3. Define Nucleotide
Answer: A nucleotide is an organic compound that is made up of a nitrogenous base, sugar, and phosphoric acid. Nucleotides can act as monomers in nucleic acids (DNA or RNA), forming linear chains, or act as free molecules (as is the case with ATP).
4. What are the types of nucleotides?
Answer: Each nucleotide has a fixed part (sugar and a phosphate group) and a nitrogenous base that distinguishes each type of nucleotide.

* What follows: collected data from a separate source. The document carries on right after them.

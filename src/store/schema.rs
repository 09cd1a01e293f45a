/// SQL DDL for the inbox database.
pub const PRAGMAS: &str = "
PRAGMA journal_mode = WAL;
PRAGMA synchronous = NORMAL;
";

pub const CREATE_TABLES: &str = r#"
CREATE TABLE IF NOT EXISTS emails (
    id INTEGER PRIMARY KEY AUTOINCREMENT,
    sender TEXT NOT NULL DEFAULT '',
    recipient TEXT NOT NULL DEFAULT '',
    subject TEXT NOT NULL DEFAULT '',
    body_html TEXT NOT NULL DEFAULT '',
    body_text TEXT NOT NULL DEFAULT '',
    headers TEXT NOT NULL DEFAULT '',
    received_at TEXT NOT NULL,
    sender_ip TEXT NOT NULL DEFAULT '',
    spam_score REAL NOT NULL DEFAULT 0.0,
    attachments_info TEXT NOT NULL DEFAULT '',
    dkim TEXT NOT NULL DEFAULT '',
    content_ids TEXT NOT NULL DEFAULT '',
    envelope TEXT NOT NULL DEFAULT '',
    attachments INTEGER NOT NULL DEFAULT 0,
    spam_report TEXT NOT NULL DEFAULT '',
    attachment_info TEXT NOT NULL DEFAULT '',
    charsets TEXT NOT NULL DEFAULT '',
    spf TEXT NOT NULL DEFAULT '',
    created_at TEXT NOT NULL,
    updated_at TEXT NOT NULL
);

CREATE INDEX IF NOT EXISTS idx_emails_recipient ON emails(recipient);
CREATE INDEX IF NOT EXISTS idx_emails_received_at ON emails(received_at);
"#;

In DNA there are four bases: adenine (A), cytosine (C), guanine (G), and thymine (T); and therefore four types of nucleotides.
5. What are the three components of a nucleotide?
Answer: What are nucleotides and what are their components?
- A nitrogenous base: for DNA formed by adenine (A), cytosine (C), guanine (G), and thymine (T).
- A sugar molecule: in the form of ribose in RNA or deoxyribose in DNA.
- A phosphate group: phosphoric acid.
6. What do 5 prime and 3 prime mean in DNA?
Answer: The chemical convention of naming the carbon atoms in the nucleotide pentose numerically gives it the 5 ‘end and 3’ end names (generally pronounced “five prime ends” and “three prime ends” respectively).